I defer to Mitchell Hall for his answer.

Jul 11, 2016 04:25 AM
Olga Simoncelli
Veritas Prime, LLC dba Veritas Prime Real Estate - New Fairfield, CT
CONSULTANT, Real Estate Services & Risk Management

Maybe that particular stat is not the most important one for comps, given the variables you describe. 

Jul 11, 2016 02:35 AM
Barbara Todaro
RE/MAX Executive Realty - Happily Retired - Franklin, MA
Previously Affiliated with The Todaro Team

I can understand using cost per s.f. when dealing with new contruction, and that varies with the cost of the land if that's included in the equation.... but to use that with a resale condo is not ideal!!  there's depreciation for age and upgrades.... 

Jul 11, 2016 01:32 AM
Jennifer Mackay
Counts Real Estate Group, Inc. - Panama City, FL
Your Bay County Florida Realtor 850.774.6582

I price condos all the time  and use a simple comparison based on past sales, existing units on the market, floor level (big issue if it's on the gulf), waterfront etc.

IMO, there are too many varaibles on pricing condos to say "this is the formula I use" - but if you have one, I'd be interested to hear it.

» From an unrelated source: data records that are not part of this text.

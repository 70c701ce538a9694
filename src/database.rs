//! Color database loading.
//!
//! A color database is a JSON object mapping hex color keys to the list of
//! products that claim that color:
//!
//! ```json
//! {
//!   "ff0000": [
//!     {"colorName": "A01", "colorTitle": "Mard-221"},
//!     {"colorName": "R12", "colorTitle": "Hama Midi"}
//!   ],
//!   "00ff00": [{"colorName": "G07", "colorTitle": "Mard-221"}]
//! }
//! ```
//!
//! Key order is significant: palettes are built in database order and the
//! matcher breaks distance ties by palette order. Keys are taken as written,
//! so `#ff0000` and `ff0000` are two entries of the same color.

use serde::Deserialize;
use std::collections::HashMap;
use std::fs;
use std::io::Read;
use std::path::Path;
use thiserror::Error;

use crate::color::Rgb;

/// Name used when a record has no `colorName`
pub const UNKNOWN_NAME: &str = "???";

/// Error loading a color database
#[derive(Debug, Error)]
#[non_exhaustive]
pub enum DatabaseError {
    /// File I/O error
    #[error("Failed to read color database: {0}")]
    Io(#[from] std::io::Error),
    /// Malformed JSON
    #[error("Failed to parse color database: {0}")]
    Json(#[from] serde_json::Error),
    /// Valid JSON that is not an object of record lists
    #[error("Invalid color database: {0}")]
    InvalidShape(String),
}

/// One product listing for a color.
#[derive(Debug, Clone, PartialEq, Eq)]
pub struct ColorRecord {
    /// Database key, without a leading `#`
    pub hex: String,
    pub rgb: Rgb,
    /// Series (product line) this listing belongs to; may be empty
    pub series_title: String,
    /// Color code printed on the pattern and the bill of materials
    pub display_name: String,
}

/// Record as it appears in the JSON document.
#[derive(Debug, Deserialize)]
struct RawRecord {
    #[serde(rename = "colorName", default)]
    color_name: Option<String>,
    #[serde(rename = "colorTitle", default)]
    color_title: Option<String>,
}

/// Database key to candidate records, in document order.
///
/// Built once and read-only afterwards.
#[derive(Debug, Clone, Default)]
pub struct ColorDatabase {
    entries: Vec<(String, Vec<ColorRecord>)>,
    index: HashMap<String, usize>,
    skipped_keys: Vec<String>,
}

impl ColorDatabase {
    /// Build a database from records, grouping them by `hex` in first-seen order.
    pub fn from_records(records: impl IntoIterator<Item = ColorRecord>) -> Self {
        let mut db = Self::default();
        for record in records {
            let slot = match db.index.get(&record.hex) {
                Some(&i) => i,
                None => {
                    db.index.insert(record.hex.clone(), db.entries.len());
                    db.entries.push((record.hex.clone(), Vec::new()));
                    db.entries.len() - 1
                }
            };
            db.entries[slot].1.push(record);
        }
        db
    }

    /// Parse a database from a JSON string.
    pub fn from_json_str(json: &str) -> Result<Self, DatabaseError> {
        let document: serde_json::Value = serde_json::from_str(json)?;
        Self::from_json_value(document)
    }

    /// Parse a database from any reader producing JSON.
    pub fn from_reader<R: Read>(reader: R) -> Result<Self, DatabaseError> {
        let document: serde_json::Value = serde_json::from_reader(reader)?;
        Self::from_json_value(document)
    }

    /// Load a database from a JSON file.
    pub fn load(path: &Path) -> Result<Self, DatabaseError> {
        let contents = fs::read_to_string(path)?;
        let db = Self::from_json_str(&contents)?;
        tracing::info!(
            path = %path.display(),
            colors = db.len(),
            records = db.record_count(),
            "Loaded color database"
        );
        Ok(db)
    }

    fn from_json_value(document: serde_json::Value) -> Result<Self, DatabaseError> {
        let serde_json::Value::Object(map) = document else {
            return Err(DatabaseError::InvalidShape(
                "top-level value must be an object keyed by hex color".to_string(),
            ));
        };

        let mut db = Self::default();
        for (key, value) in map {
            let raw: Vec<RawRecord> = serde_json::from_value(value).map_err(|e| {
                DatabaseError::InvalidShape(format!(
                    "entry '{}' must be a list of records: {}",
                    key, e
                ))
            })?;

            let hex = key.strip_prefix('#').unwrap_or(&key).to_string();
            let rgb = match Rgb::from_hex(&hex) {
                Ok(rgb) => rgb,
                Err(e) => {
                    tracing::warn!(
                        key = %key,
                        error = %e,
                        "Skipping color database key that is not a hex color"
                    );
                    db.skipped_keys.push(key);
                    continue;
                }
            };

            let records: Vec<ColorRecord> = raw
                .into_iter()
                .map(|r| ColorRecord {
                    hex: hex.clone(),
                    rgb,
                    series_title: r.color_title.unwrap_or_default(),
                    display_name: r.color_name.unwrap_or_else(|| UNKNOWN_NAME.to_string()),
                })
                .collect();

            // JSON object keys are unique, so every key gets its own slot
            db.index.insert(key.clone(), db.entries.len());
            db.entries.push((key, records));
        }

        Ok(db)
    }

    /// Iterate keys with their candidate records, in database order.
    pub fn entries(&self) -> impl Iterator<Item = (&str, &[ColorRecord])> {
        self.entries
            .iter()
            .map(|(key, records)| (key.as_str(), records.as_slice()))
    }

    /// Iterate every record across all keys, in database order.
    pub fn records(&self) -> impl Iterator<Item = &ColorRecord> {
        self.entries.iter().flat_map(|(_, records)| records.iter())
    }

    /// Candidate records for a key, spelled as in the document.
    pub fn get(&self, key: &str) -> Option<&[ColorRecord]> {
        self.index.get(key).map(|&i| self.entries[i].1.as_slice())
    }

    /// Whether some record's series title equals `title` exactly.
    pub fn has_series(&self, title: &str) -> bool {
        self.records().any(|r| r.series_title == title)
    }

    /// Number of keys.
    pub fn len(&self) -> usize {
        self.entries.len()
    }

    pub fn is_empty(&self) -> bool {
        self.entries.is_empty()
    }

    /// Total number of records across all keys.
    pub fn record_count(&self) -> usize {
        self.entries.iter().map(|(_, records)| records.len()).sum()
    }

    /// Keys dropped during loading because they were not hex colors.
    pub fn skipped_keys(&self) -> &[String] {
        &self.skipped_keys
    }
}

impl ColorRecord {
    /// Create a record, parsing `hex` (with or without `#`).
    pub fn new(
        hex: &str,
        display_name: impl Into<String>,
        series_title: impl Into<String>,
    ) -> Result<Self, crate::color::ColorError> {
        let hex = hex.strip_prefix('#').unwrap_or(hex);
        Ok(Self {
            hex: hex.to_string(),
            rgb: Rgb::from_hex(hex)?,
            series_title: series_title.into(),
            display_name: display_name.into(),
        })
    }
}
//! beadgrid - Palette-constrained pixel quantization
//!
//! This library provides functionality to:
//! - Load color databases mapping hex colors to product listings
//! - Select a series and build a deduplicated palette from it
//! - Downsample images to a cell grid and match every cell to the palette
//! - Tally color usage into a bill of materials
//! - Quantize images to free pixel art with a limited color count

pub mod cli;
pub mod color;
pub mod config;
pub mod database;
pub mod error;
pub mod grid;
pub mod matcher;
pub mod output;
pub mod palette;
pub mod pipeline;
pub mod quantize;
pub mod series;
pub mod tally;

pub use error::PatternError;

In my area, bigger units sometimes increase the PPSF and some of our units have more than 1 kitchen and more than one floor

Sorry I wasn't more help

Jul 11, 2016 12:08 AM
Susan Laxson CRS
Palm Properties - La Quinta, CA
Realtor in San Diego, CA & Naples, FL

Will read solutions, too much to contemplate this early.

Jul 10, 2016 11:59 PM
Michael Setunsky
Woodbridge, VA
Your Commercial Real Estate Link to Northern VA

Patricia Kennedy I believe you can take the cost approach to appraisal. Once the cost is determined, you can adjust for location. Talk to an appraiser or some condo builders.

Jul 10, 2016 11:37 PM
Annette Lawrence , Palm Harbor, FL 727-420-4041
ReMax Realtec Group - Palm Harbor, FL
Making FLORIDA Real Estate EZ

I apply a .009 inversion /400 sf difference.

Jul 10, 2016 11:24 PM
Michael Thacker - Re/Max Real Estate Center - Louisville
Re/Max Real Estate Center - The Thacker Group - Louisville, KY
Your best friend who just happens to be a Realtor

On condos, even if the same exact SF, the price could vary greatly. One can have gold-plated walls, and the other have grass covered walls. Makes for a real difference in cost-per-SF. 

On condos, when doing comps you really have to drill down on the finishes, upgrades, etc. down to the last detail.

Sometimes a similar looking apple, may actually be a kumquat.

Jul 10, 2016 10:57 PM
Scott Godzyk
Godzyk Real Estate Services - Manchester, NH
One of the Manchester NH's area Leading Agents

I would determine the price per SF in that condo complex and then also add for or deduct for kitchen, baths or bedroom counts or sizes. 

Jul 10, 2016 10:38 PM
Tony and Suzanne Marriott, Associate Brokers
Serving the Greater Phoenix and Scottsdale Metropolitan Area - Scottsdale, AZ
Haven Express @ Keller Williams Arizona Realty

parked and reading...

Jul 10, 2016 10:32 PM
Roy Kelley
Retired - Gaithersburg, MD

This will be a good blog topic when you figure out the answer.